In women susceptible to premenstrual syndrome (PMS), the menstrual cycle brings on mood changes – such as depression, anxiety, emotional reactivity, sadness, hopelessness, tension, tearfulness, anger, withdrawal, fatigue, difficulty concentrating, insomnia, food cravings, binge eating, feeling overwhelmed or out of control, decreased interest in activities, or increased interpersonal conflicts.  These mood changes may also be accompanied by physical changes – such as breast tenderness, bloating, weight gain, or headaches.  All of the symptoms of PMS occur during the last week of the menstrual cycle and diminish within a few days of the onset of menses.

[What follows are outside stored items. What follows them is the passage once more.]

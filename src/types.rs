//! Type definitions and enums for the application state and navigation.

use crate::grid::CellKind;

/// Enumeration of available application screens.
///
/// This enumeration holds information about the current screen of the visualizer. This is used to
/// determine which screen to render and what actions to take based on user input.
#[derive(Clone, Copy, Debug, PartialEq, Eq)]
pub(crate) enum Screen {
    /// Main menu screen.
    MainMenu(MainMenuItem),
    /// Options configuration screen, where the algorithm and the replay speed are picked.
    OptionsMenu(OptionsMenuItem),
    /// Grid editing and visualization screen.
    InGame,
}

/// Main menu navigation options.
///
/// This enumeration holds the different items in the main menu, in the order they are drawn.
#[derive(Clone, Copy, Debug, PartialEq, Eq)]
pub(crate) enum MainMenuItem {
    /// "Visualize" menu option, which opens the grid screen.
    Visualize,
    /// "Options" menu option.
    Options,
    /// "Quit" menu option.
    Quit,
}

impl MainMenuItem {
    /// Item drawn below this one; the last item stays selected.
    pub(crate) const fn below(self) -> Self {
        match self {
            Self::Visualize => Self::Options,
            Self::Options | Self::Quit => Self::Quit,
        }
    }

    /// Item drawn above this one; the first item stays selected.
    pub(crate) const fn above(self) -> Self {
        match self {
            Self::Visualize | Self::Options => Self::Visualize,
            Self::Quit => Self::Options,
        }
    }
}

/// Options menu navigation choices.
///
/// The algorithm and speed entries cycle their setting when selected.
#[derive(Clone, Copy, Debug, PartialEq, Eq)]
pub(crate) enum OptionsMenuItem {
    /// Search algorithm used by the next run.
    Algorithm,
    /// Replay speed.
    Speed,
    /// "Back" navigation option.
    Back,
}

impl OptionsMenuItem {
    /// Item drawn below this one; the last item stays selected.
    pub(crate) const fn below(self) -> Self {
        match self {
            Self::Algorithm => Self::Speed,
            Self::Speed | Self::Back => Self::Back,
        }
    }

    /// Item drawn above this one; the first item stays selected.
    pub(crate) const fn above(self) -> Self {
        match self {
            Self::Algorithm | Self::Speed => Self::Algorithm,
            Self::Back => Self::Speed,
        }
    }
}

/// Generic menu type configuration.
///
/// This enumeration holds the different specifics particular to each generic menu type in the
/// application's interface. Generic here means they share enough features to be considered worth
/// joining together part of their functionality.
pub(crate) enum MenuType {
    /// Main menu configuration, holding its number of items.
    MainMenu(u8),
    /// Options menu configuration, holding its number of items.
    OptionsMenu(u8),
}

impl MenuType {
    /// Returns the string representation of the menu type.
    ///
    /// This function provides the display name for each menu variant, used as the title in the
    /// menu's border when rendering the interface.
    pub(crate) const fn repr(&self) -> &str {
        match self {
            Self::MainMenu(_) => "Main Menu",
            Self::OptionsMenu(_) => "Options Menu",
        }
    }

    /// Returns the numeric value stored by the menu type variant.
    ///
    /// This function provides access to the number of menu items for layout calculations, allowing
    /// the UI to properly size the menu containers.
    pub(crate) const fn value(&self) -> u8 {
        match self {
            Self::MainMenu(value) | Self::OptionsMenu(value) => *value,
        }
    }
}

/// Cell kind painted by the enter key on the grid screen.
#[derive(Clone, Copy, Debug, Default, PartialEq, Eq)]
pub(crate) enum Brush {
    /// Impassable wall.
    #[default]
    Wall,
    /// Weighted cell, costlier to cross.
    Hill,
    /// Eraser.
    Empty,
    /// Search origin.
    Start,
    /// Search goal.
    End,
}

impl Brush {
    /// Brush following this one, wrapping around.
    pub(crate) const fn next(self) -> Self {
        match self {
            Self::Wall => Self::Hill,
            Self::Hill => Self::Empty,
            Self::Empty => Self::Start,
            Self::Start => Self::End,
            Self::End => Self::Wall,
        }
    }

    /// Cell kind written by the brush.
    pub(crate) const fn kind(self) -> CellKind {
        match self {
            Self::Wall => CellKind::Wall,
            Self::Hill => CellKind::Weighted,
            Self::Empty => CellKind::Empty,
            Self::Start => CellKind::Start,
            Self::End => CellKind::End,
        }
    }

    /// Display name of the brush.
    pub(crate) const fn name(self) -> &'static str {
        match self {
            Self::Wall => "wall",
            Self::Hill => "hill",
            Self::Empty => "eraser",
            Self::Start => "start",
            Self::End => "end",
        }
    }
}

All of the symptoms of PMS relate both to hypoglycemia and to hormonal imbalances.  The common factor that links both is adrenal exhaustion.  Women who have weak adrenal glands become hypoglycemic for a part of their monthly cycles.  The adrenals are important to coping with stress, regulating blood sugar and producing sex hormones.  If these glands are undernourished, they may be able to cope with daily life during most of the month but fail to function normally when the stress of peak female hormone production is added on to all of life’s other stresses.

PMS can be overcome by following a hypoglycemic diet and supporting the adrenal glands throughout the entire month.  A broad spectrum vitamin-mineral stress formula can support the adrenal glands.